---------- EXERCISE INPUTS

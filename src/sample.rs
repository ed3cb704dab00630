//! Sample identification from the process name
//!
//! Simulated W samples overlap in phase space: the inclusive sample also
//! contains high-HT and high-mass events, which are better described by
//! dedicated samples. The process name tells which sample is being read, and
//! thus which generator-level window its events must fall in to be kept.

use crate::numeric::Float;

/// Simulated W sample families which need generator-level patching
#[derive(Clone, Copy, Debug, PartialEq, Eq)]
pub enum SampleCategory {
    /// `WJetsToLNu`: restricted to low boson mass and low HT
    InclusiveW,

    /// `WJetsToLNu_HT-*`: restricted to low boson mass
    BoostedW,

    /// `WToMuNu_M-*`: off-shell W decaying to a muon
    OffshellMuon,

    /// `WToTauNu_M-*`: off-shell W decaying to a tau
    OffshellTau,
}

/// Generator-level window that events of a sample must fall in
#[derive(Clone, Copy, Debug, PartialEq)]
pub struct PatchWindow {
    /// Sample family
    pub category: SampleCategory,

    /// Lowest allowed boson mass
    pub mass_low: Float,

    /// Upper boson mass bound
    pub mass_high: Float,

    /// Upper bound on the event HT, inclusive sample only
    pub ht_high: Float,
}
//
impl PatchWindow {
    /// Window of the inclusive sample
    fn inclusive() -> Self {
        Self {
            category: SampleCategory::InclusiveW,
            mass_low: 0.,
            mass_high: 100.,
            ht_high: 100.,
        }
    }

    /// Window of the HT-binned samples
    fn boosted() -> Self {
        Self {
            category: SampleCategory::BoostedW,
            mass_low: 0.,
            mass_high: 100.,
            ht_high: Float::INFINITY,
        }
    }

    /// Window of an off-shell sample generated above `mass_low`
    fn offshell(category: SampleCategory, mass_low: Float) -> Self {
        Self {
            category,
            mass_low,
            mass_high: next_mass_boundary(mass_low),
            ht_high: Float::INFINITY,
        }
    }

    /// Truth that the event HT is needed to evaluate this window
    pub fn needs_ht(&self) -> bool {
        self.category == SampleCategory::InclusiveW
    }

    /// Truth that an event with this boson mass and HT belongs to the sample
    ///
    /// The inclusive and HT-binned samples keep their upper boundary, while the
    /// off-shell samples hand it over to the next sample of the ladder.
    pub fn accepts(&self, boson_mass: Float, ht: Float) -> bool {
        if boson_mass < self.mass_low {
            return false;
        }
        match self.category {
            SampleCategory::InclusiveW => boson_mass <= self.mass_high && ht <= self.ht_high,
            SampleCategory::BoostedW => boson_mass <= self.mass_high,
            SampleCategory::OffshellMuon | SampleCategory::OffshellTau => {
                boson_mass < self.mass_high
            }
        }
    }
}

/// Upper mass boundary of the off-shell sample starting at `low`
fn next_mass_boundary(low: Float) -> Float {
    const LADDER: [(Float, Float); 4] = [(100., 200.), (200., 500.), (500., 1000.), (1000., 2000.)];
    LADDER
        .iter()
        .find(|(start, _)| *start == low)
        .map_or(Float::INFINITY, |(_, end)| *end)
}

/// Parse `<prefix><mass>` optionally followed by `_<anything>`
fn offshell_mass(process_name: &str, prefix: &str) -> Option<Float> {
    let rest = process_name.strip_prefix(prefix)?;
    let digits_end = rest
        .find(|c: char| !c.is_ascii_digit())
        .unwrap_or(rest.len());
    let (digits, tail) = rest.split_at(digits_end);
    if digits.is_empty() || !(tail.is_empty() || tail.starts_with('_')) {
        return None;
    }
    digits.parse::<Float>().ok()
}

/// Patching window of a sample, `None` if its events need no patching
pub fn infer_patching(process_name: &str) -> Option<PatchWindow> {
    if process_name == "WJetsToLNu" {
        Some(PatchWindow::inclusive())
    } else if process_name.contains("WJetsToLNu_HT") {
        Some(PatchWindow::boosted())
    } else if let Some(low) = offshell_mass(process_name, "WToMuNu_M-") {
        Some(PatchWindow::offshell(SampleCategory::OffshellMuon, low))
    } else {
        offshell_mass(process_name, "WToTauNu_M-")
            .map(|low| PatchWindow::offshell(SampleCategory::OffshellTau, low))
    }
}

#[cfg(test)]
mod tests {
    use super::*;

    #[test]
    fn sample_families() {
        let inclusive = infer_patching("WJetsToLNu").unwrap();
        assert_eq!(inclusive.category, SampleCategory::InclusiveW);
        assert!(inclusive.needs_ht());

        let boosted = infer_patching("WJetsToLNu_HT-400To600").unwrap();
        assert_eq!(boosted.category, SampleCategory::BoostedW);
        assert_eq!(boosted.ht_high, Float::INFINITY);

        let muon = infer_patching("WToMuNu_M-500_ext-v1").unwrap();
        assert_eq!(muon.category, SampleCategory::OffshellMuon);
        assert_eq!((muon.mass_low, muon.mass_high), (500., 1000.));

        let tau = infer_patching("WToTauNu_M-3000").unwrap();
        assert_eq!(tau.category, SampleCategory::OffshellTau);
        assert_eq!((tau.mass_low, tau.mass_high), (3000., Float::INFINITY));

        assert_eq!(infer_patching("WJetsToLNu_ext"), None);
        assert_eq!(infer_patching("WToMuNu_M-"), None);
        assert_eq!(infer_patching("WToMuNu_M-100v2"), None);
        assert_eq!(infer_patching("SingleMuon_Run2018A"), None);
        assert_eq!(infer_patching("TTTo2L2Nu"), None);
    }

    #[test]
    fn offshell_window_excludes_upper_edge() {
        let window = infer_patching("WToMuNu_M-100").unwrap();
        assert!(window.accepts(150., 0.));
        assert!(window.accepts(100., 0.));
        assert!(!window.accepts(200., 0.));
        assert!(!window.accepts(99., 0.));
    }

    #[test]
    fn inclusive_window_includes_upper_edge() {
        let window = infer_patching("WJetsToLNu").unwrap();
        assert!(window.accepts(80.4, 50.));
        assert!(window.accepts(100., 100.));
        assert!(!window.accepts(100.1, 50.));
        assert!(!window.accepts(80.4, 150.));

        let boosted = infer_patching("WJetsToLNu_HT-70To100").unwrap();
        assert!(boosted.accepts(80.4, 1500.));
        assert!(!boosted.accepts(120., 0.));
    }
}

--------------------

Return every line in the records that includes the string "Debug".

RESULT OF THE EXERCISE —
#[derive(Clone, Copy, Debug, PartialEq, Eq)]
#[derive(Clone, Copy, Debug, PartialEq)]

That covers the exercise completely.